What needs to be done >> Only the lines below starting at the one containing "list if absent." and ending at the one containing "are routed into" belong in the answer, each copied exactly.

Supplied records >>
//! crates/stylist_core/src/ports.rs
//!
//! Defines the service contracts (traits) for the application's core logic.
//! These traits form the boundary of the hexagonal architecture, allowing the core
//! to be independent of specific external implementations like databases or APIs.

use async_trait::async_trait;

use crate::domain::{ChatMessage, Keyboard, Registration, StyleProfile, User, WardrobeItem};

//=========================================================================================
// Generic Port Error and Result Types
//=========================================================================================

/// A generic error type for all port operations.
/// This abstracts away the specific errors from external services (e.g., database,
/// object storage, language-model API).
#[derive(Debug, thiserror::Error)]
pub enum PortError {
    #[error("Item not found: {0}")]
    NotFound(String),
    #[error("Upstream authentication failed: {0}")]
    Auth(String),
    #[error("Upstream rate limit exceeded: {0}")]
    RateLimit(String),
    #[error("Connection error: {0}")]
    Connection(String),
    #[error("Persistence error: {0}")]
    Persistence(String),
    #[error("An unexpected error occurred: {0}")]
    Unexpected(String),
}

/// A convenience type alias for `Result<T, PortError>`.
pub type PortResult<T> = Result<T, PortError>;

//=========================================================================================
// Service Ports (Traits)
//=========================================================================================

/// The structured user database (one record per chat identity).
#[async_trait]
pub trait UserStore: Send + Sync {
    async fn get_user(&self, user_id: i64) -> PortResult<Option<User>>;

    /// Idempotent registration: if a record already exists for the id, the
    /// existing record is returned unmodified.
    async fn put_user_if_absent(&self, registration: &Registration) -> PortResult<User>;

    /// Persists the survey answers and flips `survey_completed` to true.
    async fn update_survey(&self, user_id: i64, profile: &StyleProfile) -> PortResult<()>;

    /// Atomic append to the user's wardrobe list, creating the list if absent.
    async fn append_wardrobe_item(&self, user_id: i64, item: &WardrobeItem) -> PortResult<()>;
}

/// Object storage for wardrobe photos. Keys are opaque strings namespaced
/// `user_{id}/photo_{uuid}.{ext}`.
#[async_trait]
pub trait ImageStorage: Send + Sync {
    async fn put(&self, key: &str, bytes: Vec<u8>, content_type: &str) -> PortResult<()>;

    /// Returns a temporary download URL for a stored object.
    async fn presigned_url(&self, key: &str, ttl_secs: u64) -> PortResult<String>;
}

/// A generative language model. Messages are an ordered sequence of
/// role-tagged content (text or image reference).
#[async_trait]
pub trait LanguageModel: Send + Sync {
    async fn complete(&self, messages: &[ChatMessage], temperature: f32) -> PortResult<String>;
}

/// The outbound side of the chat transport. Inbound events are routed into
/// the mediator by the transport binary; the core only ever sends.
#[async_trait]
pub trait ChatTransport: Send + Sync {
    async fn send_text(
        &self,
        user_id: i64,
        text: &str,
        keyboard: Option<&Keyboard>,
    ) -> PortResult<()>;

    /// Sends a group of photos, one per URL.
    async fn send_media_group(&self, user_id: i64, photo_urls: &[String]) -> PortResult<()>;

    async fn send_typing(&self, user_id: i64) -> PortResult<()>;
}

Exercise output >>
    /// Atomic append to the user's wardrobe list, creating the list if absent.
    async fn append_wardrobe_item(&self, user_id: i64, item: &WardrobeItem) -> PortResult<()>;
}

/// Object storage for wardrobe photos. Keys are opaque strings namespaced
/// `user_{id}/photo_{uuid}.{ext}`.
#[async_trait]
pub trait ImageStorage: Send + Sync {
    async fn put(&self, key: &str, bytes: Vec<u8>, content_type: &str) -> PortResult<()>;

    /// Returns a temporary download URL for a stored object.
    async fn presigned_url(&self, key: &str, ttl_secs: u64) -> PortResult<String>;
}

/// A generative language model. Messages are an ordered sequence of
/// role-tagged content (text or image reference).
#[async_trait]
pub trait LanguageModel: Send + Sync {
    async fn complete(&self, messages: &[ChatMessage], temperature: f32) -> PortResult<String>;
}

/// The outbound side of the chat transport. Inbound events are routed into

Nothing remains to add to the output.